[Records excerpted from a collection]
════════

use std::path::PathBuf;

use tracing::debug;

use crate::document::Document;
use crate::env::{EnvSource, ProcessEnv};
use crate::error::ConfbindError;
use crate::resolve::{self, Loadable, ResolveInput};
use crate::types::{Format, Options};

/// Load one JSON document and then the process environment onto `dest`.
///
/// Empty `bytes` skips the document layer. Environment variables always
/// override document values for fields annotated with an env key.
///
/// ```ignore
/// let mut config = AppConfig::default();
/// confbind::load_configuration(br#"{"host": "127.0.0.1"}"#, &mut config)?;
/// ```
pub fn load_configuration<T: Loadable>(bytes: &[u8], dest: &mut T) -> Result<(), ConfbindError> {
    Loader::new().document(bytes).load_into(dest)
}

enum PendingDocument {
    Loaded(Document),
    File(PathBuf),
}

enum EnvLayer<'a> {
    Process,
    Source(&'a dyn EnvSource),
    Disabled,
}

/// Builder for layered loading.
///
/// Layers apply in a fixed order, lowest precedence first:
///
/// ```text
/// Documents      .document() / .file(), in call order
///        ↑ overridden by
/// Environment    process env, or .env_source()
///        ↑ overridden by
/// Options        .options(), opt-in
/// ```
///
/// Documents are sparse overlays: keys they omit keep the record's current
/// values. Environment and option layers only touch fields their source
/// supplies.
pub struct Loader<'a> {
    documents: Vec<PendingDocument>,
    env: EnvLayer<'a>,
    options: Option<Options>,
    strict: bool,
}

impl Default for Loader<'_> {
    fn default() -> Self {
        Self::new()
    }
}

impl<'a> Loader<'a> {
    pub fn new() -> Self {
        Self {
            documents: Vec::new(),
            env: EnvLayer::Process,
            options: None,
            strict: false,
        }
    }

    /// Add a JSON document layer.
    pub fn document(self, bytes: impl Into<Vec<u8>>) -> Self {
        self.document_with_format(bytes, Format::Json)
    }

    /// Add a document layer in an explicit format.
    pub fn document_with_format(mut self, bytes: impl Into<Vec<u8>>, format: Format) -> Self {
        let index = self.documents.len();
        self.documents.push(PendingDocument::Loaded(Document::new(
            format!("<document #{index}>"),
            format,
            bytes,
        )));
        self
    }

    /// Add a file layer, read at load time. The format follows the extension
    /// (`.toml` is TOML, anything else JSON). A missing file is an error.
    pub fn file(mut self, path: impl Into<PathBuf>) -> Self {
        self.documents.push(PendingDocument::File(path.into()));
        self
    }

    /// Read environment variables from `source` instead of the process.
    pub fn env_source(mut self, source: &'a dyn EnvSource) -> Self {
        self.env = EnvLayer::Source(source);
        self
    }

    /// Disable the environment layer entirely.
    pub fn no_env(mut self) -> Self {
        self.env = EnvLayer::Disabled;
        self
    }

    /// Bind `options` after the environment, at the highest precedence.
    /// Calling this again merges into the existing options; later keys win.
    pub fn options(mut self, options: Options) -> Self {
        match &mut self.options {
            Some(existing) => {
                for (key, value) in options.iter() {
                    existing.insert(key.clone(), value.clone());
                }
            }
            None => self.options = Some(options),
        }
        self
    }

    /// In strict mode, document keys the record does not consume are errors.
    pub fn strict(mut self, strict: bool) -> Self {
        self.strict = strict;
        self
    }

    fn build_input(&self) -> Result<ResolveInput<'_>, ConfbindError> {
        let documents = self
            .documents
            .iter()
            .map(|pending| match pending {
                PendingDocument::Loaded(doc) => Ok(doc.clone()),
                PendingDocument::File(path) => Document::read(path),
            })
            .collect::<Result<Vec<_>, _>>()?;

        let env: Option<&dyn EnvSource> = match &self.env {
            EnvLayer::Process => Some(&ProcessEnv),
            EnvLayer::Source(source) => Some(*source),
            EnvLayer::Disabled => None,
        };

        debug!(
            documents = documents.len(),
            env = env.is_some(),
            options = self.options.is_some(),
            strict = self.strict,
            "resolving configuration layers"
        );

        Ok(ResolveInput {
            documents,
            env,
            options: self.options.as_ref(),
            strict: self.strict,
        })
    }

    /// Apply every layer onto `dest`.
    ///
    /// Not transactional: if a later layer fails, earlier layers stay
    /// applied. See [`load_into_atomic`](Self::load_into_atomic).
    pub fn load_into<T: Loadable>(&self, dest: &mut T) -> Result<(), ConfbindError> {
        let input = self.build_input()?;
        resolve::resolve_into(input, dest)
    }

    /// Apply every layer onto a copy of `dest`, replacing `dest` only when
    /// all of them succeed.
    pub fn load_into_atomic<T: Loadable + Clone>(&self, dest: &mut T) -> Result<(), ConfbindError> {
        let mut scratch = dest.clone();
        self.load_into(&mut scratch)?;
        *dest = scratch;
        Ok(())
    }

    /// Apply every layer onto `T::default()`.
    pub fn load<T: Loadable>(&self) -> Result<T, ConfbindError> {
        let mut config = T::default();
        self.load_into(&mut config)?;
        Ok(config)
    }
}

════════

AIM OF THE TASK: Nothing may be left out: return each entry exactly as it reads.

SOLUTION TO THIS PROBLEM:
use std::path::PathBuf;

use tracing::debug;

use crate::document::Document;
use crate::env::{EnvSource, ProcessEnv};
use crate::error::ConfbindError;
use crate::resolve::{self, Loadable, ResolveInput};
use crate::types::{Format, Options};

/// Load one JSON document and then the process environment onto `dest`.
///
/// Empty `bytes` skips the document layer. Environment variables always
/// override document values for fields annotated with an env key.
///
/// ```ignore
/// let mut config = AppConfig::default();
/// confbind::load_configuration(br#"{"host": "127.0.0.1"}"#, &mut config)?;
/// ```
pub fn load_configuration<T: Loadable>(bytes: &[u8], dest: &mut T) -> Result<(), ConfbindError> {
    Loader::new().document(bytes).load_into(dest)
}

enum PendingDocument {
    Loaded(Document),
    File(PathBuf),
}

enum EnvLayer<'a> {
    Process,
    Source(&'a dyn EnvSource),
    Disabled,
}

/// Builder for layered loading.
///
/// Layers apply in a fixed order, lowest precedence first:
///
/// ```text
/// Documents      .document() / .file(), in call order
///        ↑ overridden by
/// Environment    process env, or .env_source()
///        ↑ overridden by
/// Options        .options(), opt-in
/// ```
///
/// Documents are sparse overlays: keys they omit keep the record's current
/// values. Environment and option layers only touch fields their source
/// supplies.
pub struct Loader<'a> {
    documents: Vec<PendingDocument>,
    env: EnvLayer<'a>,
    options: Option<Options>,
    strict: bool,
}

impl Default for Loader<'_> {
    fn default() -> Self {
        Self::new()
    }
}

impl<'a> Loader<'a> {
    pub fn new() -> Self {
        Self {
            documents: Vec::new(),
            env: EnvLayer::Process,
            options: None,
            strict: false,
        }
    }

    /// Add a JSON document layer.
    pub fn document(self, bytes: impl Into<Vec<u8>>) -> Self {
        self.document_with_format(bytes, Format::Json)
    }

    /// Add a document layer in an explicit format.
    pub fn document_with_format(mut self, bytes: impl Into<Vec<u8>>, format: Format) -> Self {
        let index = self.documents.len();
        self.documents.push(PendingDocument::Loaded(Document::new(
            format!("<document #{index}>"),
            format,
            bytes,
        )));
        self
    }

    /// Add a file layer, read at load time. The format follows the extension
    /// (`.toml` is TOML, anything else JSON). A missing file is an error.
    pub fn file(mut self, path: impl Into<PathBuf>) -> Self {
        self.documents.push(PendingDocument::File(path.into()));
        self
    }

    /// Read environment variables from `source` instead of the process.
    pub fn env_source(mut self, source: &'a dyn EnvSource) -> Self {
        self.env = EnvLayer::Source(source);
        self
    }

    /// Disable the environment layer entirely.
    pub fn no_env(mut self) -> Self {
        self.env = EnvLayer::Disabled;
        self
    }

    /// Bind `options` after the environment, at the highest precedence.
    /// Calling this again merges into the existing options; later keys win.
    pub fn options(mut self, options: Options) -> Self {
        match &mut self.options {
            Some(existing) => {
                for (key, value) in options.iter() {
                    existing.insert(key.clone(), value.clone());
                }
            }
            None => self.options = Some(options),
        }
        self
    }

    /// In strict mode, document keys the record does not consume are errors.
    pub fn strict(mut self, strict: bool) -> Self {
        self.strict = strict;
        self
    }

    fn build_input(&self) -> Result<ResolveInput<'_>, ConfbindError> {
        let documents = self
            .documents
            .iter()
            .map(|pending| match pending {
                PendingDocument::Loaded(doc) => Ok(doc.clone()),
                PendingDocument::File(path) => Document::read(path),
            })
            .collect::<Result<Vec<_>, _>>()?;

        let env: Option<&dyn EnvSource> = match &self.env {
            EnvLayer::Process => Some(&ProcessEnv),
            EnvLayer::Source(source) => Some(*source),
            EnvLayer::Disabled => None,
        };

        debug!(
            documents = documents.len(),
            env = env.is_some(),
            options = self.options.is_some(),
            strict = self.strict,
            "resolving configuration layers"
        );

        Ok(ResolveInput {
            documents,
            env,
            options: self.options.as_ref(),
            strict: self.strict,
        })
    }

    /// Apply every layer onto `dest`.
    ///
    /// Not transactional: if a later layer fails, earlier layers stay
    /// applied. See [`load_into_atomic`](Self::load_into_atomic).
    pub fn load_into<T: Loadable>(&self, dest: &mut T) -> Result<(), ConfbindError> {
        let input = self.build_input()?;
        resolve::resolve_into(input, dest)
    }

    /// Apply every layer onto a copy of `dest`, replacing `dest` only when
    /// all of them succeed.
    pub fn load_into_atomic<T: Loadable + Clone>(&self, dest: &mut T) -> Result<(), ConfbindError> {
        let mut scratch = dest.clone();
        self.load_into(&mut scratch)?;
        *dest = scratch;
        Ok(())
    }

    /// Apply every layer onto `T::default()`.
    pub fn load<T: Loadable>(&self) -> Result<T, ConfbindError> {
        let mut config = T::default();
        self.load_into(&mut config)?;
        Ok(config)
    }
}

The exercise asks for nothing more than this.